Revolution in the Diagnosis of Epilepsy

by Dr. Trupti Shirole on Dec 11 2014 7:16 AM

 Revolution in the Diagnosis of Epilepsy
By using computer algorithms and mathematical models, the Scientists from University of Exeter, were able to develop systems to analyze EEG recordings gathered while the patient is at rest, and reveal subtle differences in dynamic network properties that enhance susceptibility to seizures in people with idiopathic generalized epilepsy (IGE).
Professor Terry who led the research team said, "Our research offers the fascinating possibility of a revolution in diagnosis for people with epilepsy. It would move us from diagnosis based on a qualitative assessment of easily observable features, to one based on quantitative features extracted from routine clinical recordings. Not only would this remove risk to people with epilepsy, but also greatly speed up the process, since only a few minutes of resting state data would need to be collected in each case."

In their first study, researchers used EEG recordings to build a picture of how different regions of the brain were connected. They observed that in people with IGE these networks were relatively over-connected, in contrast to healthy controls. They also observed similar findings in first-degree relatives of this cohort of people with IGE; which suggests that brain network alterations are an endophenotype of the condition- an inherited and necessary, but not sufficient, condition for epilepsy to occur.

In the second study the team sought to understand how these alterations in large-scale brain networks could heighten susceptibility to recurrent seizures and thus epilepsy.  The study revealed that the level of communication between regions that would lead to their activity becoming synchronized was lower in the brain networks of people with IGE. Also, altering the activity in specific left frontal brain regions of the computational model could more easily lead to synchronous activity throughout the whole network.

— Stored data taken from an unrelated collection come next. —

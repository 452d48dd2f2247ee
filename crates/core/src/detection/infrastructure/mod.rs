pub mod scripted_face_detector;
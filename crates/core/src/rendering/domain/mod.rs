pub mod overlay_renderer;
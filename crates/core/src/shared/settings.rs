use std::fs;
use std::path::{Path, PathBuf};
use std::time::Duration;

use serde::{Deserialize, Serialize};
use thiserror::Error;

use crate::notification::domain::label_translations::Locale;
use crate::shared::constants::{
    DEFAULT_ACQUIRE_TIMEOUT_MS, DEFAULT_COOLDOWN_MS, DEFAULT_DISPLAY_TIMEOUT_MS,
    DEFAULT_INFERENCE_INTERVAL_MS, DEFAULT_SHUTDOWN_GRACE_MS, SETTINGS_DIR_NAME,
    SETTINGS_FILE_NAME,
};

#[derive(Error, Debug)]
pub enum ConfigError {
    #[error("failed to read settings {path}: {source}")]
    Read {
        path: PathBuf,
        #[source]
        source: std::io::Error,
    },
    #[error("invalid settings JSON in {path}: {source}")]
    Parse {
        path: PathBuf,
        #[source]
        source: serde_json::Error,
    },
    #[error("failed to write settings {path}: {source}")]
    Write {
        path: PathBuf,
        #[source]
        source: std::io::Error,
    },
    #[error("failed to encode settings: {0}")]
    Encode(#[source] serde_json::Error),
    #[error("{field} must be greater than zero")]
    Zero { field: &'static str },
}

/// Pipeline timing and notification settings.
///
/// Every field has a default, so a settings file only needs the keys it
/// wants to change.
#[derive(Debug, Clone, PartialEq, Serialize, Deserialize)]
#[serde(default)]
pub struct PipelineSettings {
    pub inference_interval_ms: u64,
    pub cooldown_ms: u64,
    pub acquire_timeout_ms: u64,
    pub display_timeout_ms: u64,
    pub shutdown_grace_ms: u64,
    pub locale: Locale,
    /// UDP `host:port` of the assistant's wake-up listener. Events are only
    /// logged when unset.
    pub notify_addr: Option<String>,
}

impl Default for PipelineSettings {
    fn default() -> Self {
        Self {
            inference_interval_ms: DEFAULT_INFERENCE_INTERVAL_MS,
            cooldown_ms: DEFAULT_COOLDOWN_MS,
            acquire_timeout_ms: DEFAULT_ACQUIRE_TIMEOUT_MS,
            display_timeout_ms: DEFAULT_DISPLAY_TIMEOUT_MS,
            shutdown_grace_ms: DEFAULT_SHUTDOWN_GRACE_MS,
            locale: Locale::default(),
            notify_addr: None,
        }
    }
}

impl PipelineSettings {
    pub fn load(path: &Path) -> Result<Self, ConfigError> {
        let text = fs::read_to_string(path).map_err(|source| ConfigError::Read {
            path: path.to_path_buf(),
            source,
        })?;
        let settings: PipelineSettings =
            serde_json::from_str(&text).map_err(|source| ConfigError::Parse {
                path: path.to_path_buf(),
                source,
            })?;
        settings.validate()?;
        Ok(settings)
    }

    /// Loads from `path` when it exists, otherwise returns defaults.
    pub fn load_or_default(path: &Path) -> Result<Self, ConfigError> {
        if path.exists() {
            Self::load(path)
        } else {
            Ok(Self::default())
        }
    }

    pub fn save(&self, path: &Path) -> Result<(), ConfigError> {
        if let Some(parent) = path.parent() {
            fs::create_dir_all(parent).map_err(|source| ConfigError::Write {
                path: parent.to_path_buf(),
                source,
            })?;
        }
        let json = serde_json::to_string_pretty(self).map_err(ConfigError::Encode)?;
        fs::write(path, json).map_err(|source| ConfigError::Write {
            path: path.to_path_buf(),
            source,
        })
    }

    /// `<config dir>/emotion-watch/settings.json`, if the platform has one.
    pub fn default_path() -> Option<PathBuf> {
        dirs::config_dir().map(|d| d.join(SETTINGS_DIR_NAME).join(SETTINGS_FILE_NAME))
    }

    pub fn validate(&self) -> Result<(), ConfigError> {
        let fields = [
            ("inference_interval_ms", self.inference_interval_ms),
            ("cooldown_ms", self.cooldown_ms),
            ("acquire_timeout_ms", self.acquire_timeout_ms),
            ("display_timeout_ms", self.display_timeout_ms),
        ];
        match fields.iter().find(|(_, value)| *value == 0) {
            Some((field, _)) => Err(ConfigError::Zero { field: *field }),
            None => Ok(()),
        }
    }

    pub fn inference_interval(&self) -> Duration {
        Duration::from_millis(self.inference_interval_ms)
    }

    pub fn cooldown(&self) -> Duration {
        Duration::from_millis(self.cooldown_ms)
    }

    pub fn acquire_timeout(&self) -> Duration {
        Duration::from_millis(self.acquire_timeout_ms)
    }

    pub fn display_timeout(&self) -> Duration {
        Duration::from_millis(self.display_timeout_ms)
    }

    pub fn shutdown_grace(&self) -> Duration {
        Duration::from_millis(self.shutdown_grace_ms)
    }
}

#[cfg(test)]
mod tests {
    use super::*;
    use rstest::rstest;

    #[test]
    fn test_defaults() {
        let s = PipelineSettings::default();
        assert_eq!(s.inference_interval(), Duration::from_millis(1000));
        assert_eq!(s.cooldown(), Duration::from_millis(3000));
        assert_eq!(s.acquire_timeout(), Duration::from_millis(1000));
        assert_eq!(s.locale, Locale::Zh);
        assert!(s.notify_addr.is_none());
    }

    #[test]
    fn test_partial_file_keeps_defaults() {
        let dir = tempfile::tempdir().unwrap();
        let path = dir.path().join("settings.json");
        fs::write(&path, r#"{"cooldown_ms": 5000, "locale": "en"}"#).unwrap();

        let s = PipelineSettings::load(&path).unwrap();

        assert_eq!(s.cooldown_ms, 5000);
        assert_eq!(s.locale, Locale::En);
        assert_eq!(s.inference_interval_ms, DEFAULT_INFERENCE_INTERVAL_MS);
    }

    #[test]
    fn test_save_then_load() {
        let dir = tempfile::tempdir().unwrap();
        let path = dir.path().join("nested").join("settings.json");
        let s = PipelineSettings {
            notify_addr: Some("127.0.0.1:9000".into()),
            ..PipelineSettings::default()
        };

        s.save(&path).unwrap();

        assert_eq!(PipelineSettings::load(&path).unwrap(), s);
    }

    #[test]
    fn test_missing_file_falls_back_to_default() {
        let dir = tempfile::tempdir().unwrap();
        let s = PipelineSettings::load_or_default(&dir.path().join("absent.json")).unwrap();
        assert_eq!(s, PipelineSettings::default());
    }

    #[test]
    fn test_invalid_json() {
        let dir = tempfile::tempdir().unwrap();
        let path = dir.path().join("settings.json");
        fs::write(&path, "{not json").unwrap();
        assert!(matches!(
            PipelineSettings::load(&path),
            Err(ConfigError::Parse { .. })
        ));
    }

    #[rstest]
    #[case(r#"{"inference_interval_ms": 0}"#, "inference_interval_ms")]
    #[case(r#"{"cooldown_ms": 0}"#, "cooldown_ms")]
    #[case(r#"{"acquire_timeout_ms": 0}"#, "acquire_timeout_ms")]
    #[case(r#"{"display_timeout_ms": 0}"#, "display_timeout_ms")]
    fn test_zero_values_rejected(#[case] json: &str, #[case] expected: &str) {
        let dir = tempfile::tempdir().unwrap();
        let path = dir.path().join("settings.json");
        fs::write(&path, json).unwrap();

        match PipelineSettings::load(&path) {
            Err(ConfigError::Zero { field }) => assert_eq!(field, expected),
            other => panic!("expected zero-value error, got {other:?}"),
        }
    }
}
// Copyright (c) AlphaVelocity.
// All rights reserved.
//
// This source code is licensed under the license found in the
// LICENSE file in the root directory of this source tree.

use pennywise::models::{EntryKey, PaymentMethod, TransactionStatus};
use pennywise::{cli, commands::transactions, db, store};
use rusqlite::Connection;
use rust_decimal::Decimal;

fn dec(s: &str) -> Decimal {
    Decimal::from_str_exact(s).unwrap()
}

fn setup() -> Connection {
    let conn = db::open_in_memory().unwrap();
    store::insert_account(&conn, "default", "Itau", dec("1000")).unwrap();
    store::insert_card(&conn, "default", "Nubank", dec("5000"), 10, 20).unwrap();
    conn
}

fn run(conn: &mut Connection, args: &[&str]) -> anyhow::Result<()> {
    let mut argv = vec!["pennywise", "tx"];
    argv.extend_from_slice(args);
    let matches = cli::build_cli().get_matches_from(argv);
    if let Some(("tx", tx_m)) = matches.subcommand() {
        transactions::handle(conn, tx_m)
    } else {
        panic!("no tx subcommand");
    }
}

fn list(conn: &Connection, args: &[&str]) -> Vec<pennywise::models::LedgerEntry> {
    let mut argv = vec!["pennywise", "tx", "list"];
    argv.extend_from_slice(args);
    let matches = cli::build_cli().get_matches_from(argv);
    if let Some(("tx", tx_m)) = matches.subcommand() {
        if let Some(("list", list_m)) = tx_m.subcommand() {
            return transactions::query_entries(conn, list_m).unwrap();
        }
    }
    panic!("no list subcommand");
}

#[test]
fn add_card_purchase_in_installments() {
    let mut conn = setup();
    run(
        &mut conn,
        &[
            "add", "--description", " Notebook ", "--amount", "3000", "--type", "expense",
            "--date", "2025-01-05", "--card", "Nubank", "--installments", "3",
        ],
    )
    .unwrap();

    let txs = store::list_transactions(&conn, "default").unwrap();
    assert_eq!(txs.len(), 3);
    assert!(txs.iter().all(|t| t.payment_method == PaymentMethod::Credit));
    assert!(txs.iter().all(|t| t.status == TransactionStatus::Pending));
    assert_eq!(txs[0].description, "Notebook (3/3)");
    assert_eq!(txs[0].date.to_string(), "2025-03-05");

    let card = store::card_by_bank(&conn, "default", "Nubank").unwrap();
    assert_eq!(card.available_limit, dec("2000"));

    let grouped = list(&conn, &["--grouped"]);
    assert_eq!(grouped.len(), 1);
    assert_eq!(grouped[0].description, "Notebook (3x)");
    assert_eq!(grouped[0].amount, dec("3000"));
    assert!(matches!(grouped[0].key, EntryKey::Group(_)));
}

#[test]
fn add_debit_defaults_to_paid_and_moves_balance() {
    let mut conn = setup();
    run(
        &mut conn,
        &[
            "add", "--description", "Salary", "--amount", "4200", "--type", "income",
            "--date", "2025-02-01", "--account", "Itau",
        ],
    )
    .unwrap();
    let txs = store::list_transactions(&conn, "default").unwrap();
    assert_eq!(txs[0].status, TransactionStatus::Paid);
    assert_eq!(txs[0].payment_method, PaymentMethod::Debit);
    let acct = store::account_by_bank(&conn, "default", "Itau").unwrap();
    assert_eq!(acct.balance, dec("5200"));
}

#[test]
fn add_rejects_bad_input() {
    let mut conn = setup();
    assert!(run(
        &mut conn,
        &["add", "--description", "X", "--amount", "0", "--type", "expense", "--date", "2025-02-01"],
    )
    .is_err());
    assert!(run(
        &mut conn,
        &["add", "--description", "X", "--amount", "5", "--type", "transfer", "--date", "2025-02-01"],
    )
    .is_err());
    assert!(run(
        &mut conn,
        &["add", "--description", "X", "--amount", "5", "--type", "expense", "--card", "Nope"],
    )
    .is_err());
    assert!(store::list_transactions(&conn, "default").unwrap().is_empty());
}

#[test]
fn list_filters_limit_and_month() {
    let mut conn = setup();
    for (desc, date) in [("A", "2025-01-03"), ("B", "2025-01-09"), ("C", "2025-02-01")] {
        run(
            &mut conn,
            &[
                "add", "--description", desc, "--amount", "10", "--type", "expense",
                "--date", date, "--account", "Itau",
            ],
        )
        .unwrap();
    }
    let rows = list(&conn, &["--limit", "2"]);
    assert_eq!(rows.len(), 2);
    assert_eq!(rows[0].description, "C");

    let jan = list(&conn, &["--month", "2025-01"]);
    assert_eq!(jan.len(), 2);
    assert_eq!(jan[0].date.to_string(), "2025-01-09");

    assert!(list(&conn, &["--card", "Nubank"]).is_empty());
    assert_eq!(list(&conn, &["--account", "Itau"]).len(), 3);
}

#[test]
fn edit_pay_and_remove_a_group() {
    let mut conn = setup();
    run(
        &mut conn,
        &[
            "add", "--description", "TV", "--amount", "1200", "--type", "expense",
            "--date", "2025-01-15", "--card", "Nubank", "--installments", "4",
        ],
    )
    .unwrap();
    let gid = store::list_transactions(&conn, "default").unwrap()[0]
        .installment_id
        .clone()
        .unwrap();

    assert!(run(&mut conn, &["edit", "--group", gid.as_str(), "--amount", "10"]).is_err());
    run(&mut conn, &["edit", "--group", gid.as_str(), "--description", "Smart TV"]).unwrap();
    let members = store::group_members(&conn, "default", &gid).unwrap();
    assert_eq!(members[3].description, "Smart TV (4/4)");

    run(&mut conn, &["pay", "--group", gid.as_str()]).unwrap();
    let card = store::card_by_bank(&conn, "default", "Nubank").unwrap();
    assert_eq!(card.available_limit, dec("5000"));

    run(&mut conn, &["rm", "--group", gid.as_str()]).unwrap();
    assert!(store::list_transactions(&conn, "default").unwrap().is_empty());
}

#[test]
fn edit_and_remove_single_transaction() {
    let mut conn = setup();
    run(
        &mut conn,
        &[
            "add", "--description", "Dinner", "--amount", "90", "--type", "expense",
            "--date", "2025-03-03", "--card", "Nubank",
        ],
    )
    .unwrap();
    let id = store::list_transactions(&conn, "default").unwrap()[0].id;
    let id_s = id.to_string();

    run(&mut conn, &["edit", "--id", id_s.as_str(), "--amount", "120", "--date", "2025-03-04"]).unwrap();
    let t = store::get_transaction(&conn, "default", id).unwrap();
    assert_eq!(t.amount, dec("120"));
    assert_eq!(t.date.to_string(), "2025-03-04");
    let card = store::card_by_bank(&conn, "default", "Nubank").unwrap();
    assert_eq!(card.available_limit, dec("4880"));

    run(&mut conn, &["pay", "--id", id_s.as_str()]).unwrap();
    let card = store::card_by_bank(&conn, "default", "Nubank").unwrap();
    assert_eq!(card.available_limit, dec("5000"));

    run(&mut conn, &["rm", "--id", id_s.as_str()]).unwrap();
    assert!(store::get_transaction(&conn, "default", id).is_err());
    assert!(run(&mut conn, &["rm", "--id", id_s.as_str()]).is_err());
}

#[test]
fn unpadded_month_filter_matches() {
    let mut conn = setup();
    run(
        &mut conn,
        &[
            "add", "--description", "Pharmacy", "--amount", "45", "--type", "expense",
            "--date", "2025-03-05", "--account", "Itau",
        ],
    )
    .unwrap();
    assert_eq!(list(&conn, &["--month", "2025-3"]).len(), 1);
    assert_eq!(list(&conn, &["--month", "2025-03"]).len(), 1);
    assert!(list(&conn, &["--month", "2025-4"]).is_empty());
}

#[test]
fn card_income_is_rejected() {
    let mut conn = setup();
    let refund = [
        "add", "--description", "Refund", "--amount", "40", "--type", "income",
        "--date", "2025-03-05", "--card", "Nubank",
    ];
    assert!(run(&mut conn, &refund).is_err());
    assert!(store::list_transactions(&conn, "default").unwrap().is_empty());

    run(
        &mut conn,
        &[
            "add", "--description", "Shoes", "--amount", "100", "--type", "expense",
            "--date", "2025-03-05", "--card", "Nubank",
        ],
    )
    .unwrap();
    let id_s = store::list_transactions(&conn, "default").unwrap()[0].id.to_string();
    assert!(run(&mut conn, &["edit", "--id", id_s.as_str(), "--type", "income"]).is_err());

    let card = store::card_by_bank(&conn, "default", "Nubank").unwrap();
    assert_eq!(card.available_limit, dec("4900"));
    let state = pennywise::state::AppState::load(&conn, "default").unwrap();
    let usage = state
        .card_usage(card.id, chrono::NaiveDate::from_ymd_opt(2025, 3, 6).unwrap())
        .unwrap();
    assert_eq!(usage.available_limit, card.available_limit);
}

In their most recent study, researchers have introduced the concept of ‘Brain Network Ictogenecity’ (BNI) as a probabilistic measure for a given network to generate seizures. They found that the brain networks of people with IGE had a high BNI, as compared to the brain networks of healthy controls who had a low BNI.

The research has been published in a recent series of papers, the most recent of which has been published online in the scientific journal ‘Frontiers in Neurology’.